▶ _Information provided_
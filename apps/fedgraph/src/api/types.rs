//! # API Request/Response Types
//!
//! JSON structures for the HTTP API.

use axum::http::StatusCode;
use fedgraph_core::{
    CloseableIterator, Element, FederationError, OperationResult, Schema, StoreProperties,
    StoreTrait,
};
use serde::{Deserialize, Serialize};
use std::collections::BTreeSet;

// =============================================================================
// HEALTH RESPONSE
// =============================================================================

/// Health check response.
#[derive(Debug, Clone, Serialize, Deserialize)]
pub struct HealthResponse {
    pub status: String,
    pub version: String,
}

impl Default for HealthResponse {
    fn default() -> Self {
        Self {
            status: "ok".to_string(),
            version: env!("CARGO_PKG_VERSION").to_string(),
        }
    }
}

// =============================================================================
// GRAPHS
// =============================================================================

/// Registered graph ids, in order.
#[derive(Debug, Clone, Serialize, Deserialize)]
#[serde(rename_all = "camelCase")]
pub struct GraphsResponse {
    pub graph_ids: Vec<String>,
}

impl From<BTreeSet<String>> for GraphsResponse {
    fn from(ids: BTreeSet<String>) -> Self {
        Self {
            graph_ids: ids.into_iter().collect(),
        }
    }
}

/// Add a graph from inline parts.
#[derive(Debug, Clone, Serialize, Deserialize)]
#[serde(rename_all = "camelCase")]
pub struct AddGraphRequest {
    pub graph_id: String,
    pub schema: Schema,
    pub properties: StoreProperties,
}

#[derive(Debug, Clone, Serialize, Deserialize)]
#[serde(rename_all = "camelCase")]
pub struct RemoveGraphResponse {
    pub graph_id: String,
    pub removed: bool,
}

// =============================================================================
// TRAITS
// =============================================================================

#[derive(Debug, Clone, Serialize, Deserialize)]
pub struct TraitsResponse {
    pub traits: Vec<StoreTrait>,
}

impl From<BTreeSet<StoreTrait>> for TraitsResponse {
    fn from(traits: BTreeSet<StoreTrait>) -> Self {
        Self {
            traits: traits.into_iter().collect(),
        }
    }
}

// =============================================================================
// EXECUTE RESPONSE
// =============================================================================

/// Materialised result of an operation.
#[derive(Debug, Clone, PartialEq, Serialize, Deserialize)]
#[serde(tag = "result", rename_all = "camelCase")]
pub enum ExecuteResponse {
    Elements {
        elements: Vec<Element>,
    },
    Count {
        count: u64,
    },
    #[serde(rename_all = "camelCase")]
    GraphIds {
        graph_ids: Vec<String>,
    },
    Done,
}

impl From<OperationResult> for ExecuteResponse {
    /// Element results are drained and closed.
    fn from(result: OperationResult) -> Self {
        match result {
            OperationResult::Elements(mut iter) => {
                let elements: Vec<Element> = iter.by_ref().collect();
                iter.close();
                ExecuteResponse::Elements { elements }
            }
            OperationResult::Count(count) => ExecuteResponse::Count { count },
            OperationResult::GraphIds(ids) => ExecuteResponse::GraphIds {
                graph_ids: ids.into_iter().collect(),
            },
            OperationResult::Done => ExecuteResponse::Done,
        }
    }
}

// =============================================================================
// ERROR RESPONSE
// =============================================================================

/// Body of every non-2xx response produced by a handler.
#[derive(Debug, Clone, Serialize, Deserialize)]
pub struct ErrorResponse {
    pub error: String,
}

impl ErrorResponse {
    #[must_use]
    pub fn new(message: impl Into<String>) -> Self {
        Self {
            error: message.into(),
        }
    }
}

/// HTTP status for a federation error.
#[must_use]
pub fn status_for(error: &FederationError) -> StatusCode {
    match error {
        FederationError::Configuration(_)
        | FederationError::InvalidElement(_)
        | FederationError::Serialization(_) => StatusCode::BAD_REQUEST,
        FederationError::Conflict(_) | FederationError::SchemaMerge(_) => StatusCode::CONFLICT,
        FederationError::UnsupportedOperation(_) => StatusCode::NOT_IMPLEMENTED,
        FederationError::Dispatch { .. }
        | FederationError::Library(_)
        | FederationError::Cache(_)
        | FederationError::Io(_) => StatusCode::INTERNAL_SERVER_ERROR,
    }
}
//! # fedgraph
//!
//! The application layer over `fedgraph-core`: a clap CLI and an axum HTTP
//! API serving one federated store. Exposed as a library so the integration
//! tests can build the router directly.

pub mod api;
pub mod cli;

▶ _Exercise goal_
Every entry needs to be copied exactly as it was written.

▶ _Output of the exercise_
filename apps/fedgraph/src/api/types.rs
//! # API Request/Response Types
//!
//! JSON structures for the HTTP API.

use axum::http::StatusCode;
use fedgraph_core::{
    CloseableIterator, Element, FederationError, OperationResult, Schema, StoreProperties,
    StoreTrait,
};
use serde::{Deserialize, Serialize};
use std::collections::BTreeSet;

// =============================================================================
// HEALTH RESPONSE
// =============================================================================

/// Health check response.
#[derive(Debug, Clone, Serialize, Deserialize)]
pub struct HealthResponse {
    pub status: String,
    pub version: String,
}

impl Default for HealthResponse {
    fn default() -> Self {
        Self {
            status: "ok".to_string(),
            version: env!("CARGO_PKG_VERSION").to_string(),
        }
    }
}

// =============================================================================
// GRAPHS
// =============================================================================

/// Registered graph ids, in order.
#[derive(Debug, Clone, Serialize, Deserialize)]
#[serde(rename_all = "camelCase")]
pub struct GraphsResponse {
    pub graph_ids: Vec<String>,
}

impl From<BTreeSet<String>> for GraphsResponse {
    fn from(ids: BTreeSet<String>) -> Self {
        Self {
            graph_ids: ids.into_iter().collect(),
        }
    }
}

/// Add a graph from inline parts.
#[derive(Debug, Clone, Serialize, Deserialize)]
#[serde(rename_all = "camelCase")]
pub struct AddGraphRequest {
    pub graph_id: String,
    pub schema: Schema,
    pub properties: StoreProperties,
}

#[derive(Debug, Clone, Serialize, Deserialize)]
#[serde(rename_all = "camelCase")]
pub struct RemoveGraphResponse {
    pub graph_id: String,
    pub removed: bool,
}

// =============================================================================
// TRAITS
// =============================================================================

#[derive(Debug, Clone, Serialize, Deserialize)]
pub struct TraitsResponse {
    pub traits: Vec<StoreTrait>,
}

impl From<BTreeSet<StoreTrait>> for TraitsResponse {
    fn from(traits: BTreeSet<StoreTrait>) -> Self {
        Self {
            traits: traits.into_iter().collect(),
        }
    }
}

// =============================================================================
// EXECUTE RESPONSE
// =============================================================================

/// Materialised result of an operation.
#[derive(Debug, Clone, PartialEq, Serialize, Deserialize)]
#[serde(tag = "result", rename_all = "camelCase")]
pub enum ExecuteResponse {
    Elements {
        elements: Vec<Element>,
    },
    Count {
        count: u64,
    },
    #[serde(rename_all = "camelCase")]
    GraphIds {
        graph_ids: Vec<String>,
    },
    Done,
}

impl From<OperationResult> for ExecuteResponse {
    /// Element results are drained and closed.
    fn from(result: OperationResult) -> Self {
        match result {
            OperationResult::Elements(mut iter) => {
                let elements: Vec<Element> = iter.by_ref().collect();
                iter.close();
                ExecuteResponse::Elements { elements }
            }
            OperationResult::Count(count) => ExecuteResponse::Count { count },
            OperationResult::GraphIds(ids) => ExecuteResponse::GraphIds {
                graph_ids: ids.into_iter().collect(),
            },
            OperationResult::Done => ExecuteResponse::Done,
        }
    }
}

// =============================================================================
// ERROR RESPONSE
// =============================================================================

/// Body of every non-2xx response produced by a handler.
#[derive(Debug, Clone, Serialize, Deserialize)]
pub struct ErrorResponse {
    pub error: String,
}

impl ErrorResponse {
    #[must_use]
    pub fn new(message: impl Into<String>) -> Self {
        Self {
            error: message.into(),
        }
    }
}

/// HTTP status for a federation error.
#[must_use]
pub fn status_for(error: &FederationError) -> StatusCode {
    match error {
        FederationError::Configuration(_)
        | FederationError::InvalidElement(_)
        | FederationError::Serialization(_) => StatusCode::BAD_REQUEST,
        FederationError::Conflict(_) | FederationError::SchemaMerge(_) => StatusCode::CONFLICT,
        FederationError::UnsupportedOperation(_) => StatusCode::NOT_IMPLEMENTED,
        FederationError::Dispatch { .. }
        | FederationError::Library(_)
        | FederationError::Cache(_)
        | FederationError::Io(_) => StatusCode::INTERNAL_SERVER_ERROR,
    }
}
//! # fedgraph
//!
//! The application layer over `fedgraph-core`: a clap CLI and an axum HTTP
//! API serving one federated store. Exposed as a library so the integration
//! tests can build the router directly.

pub mod api;
pub mod cli;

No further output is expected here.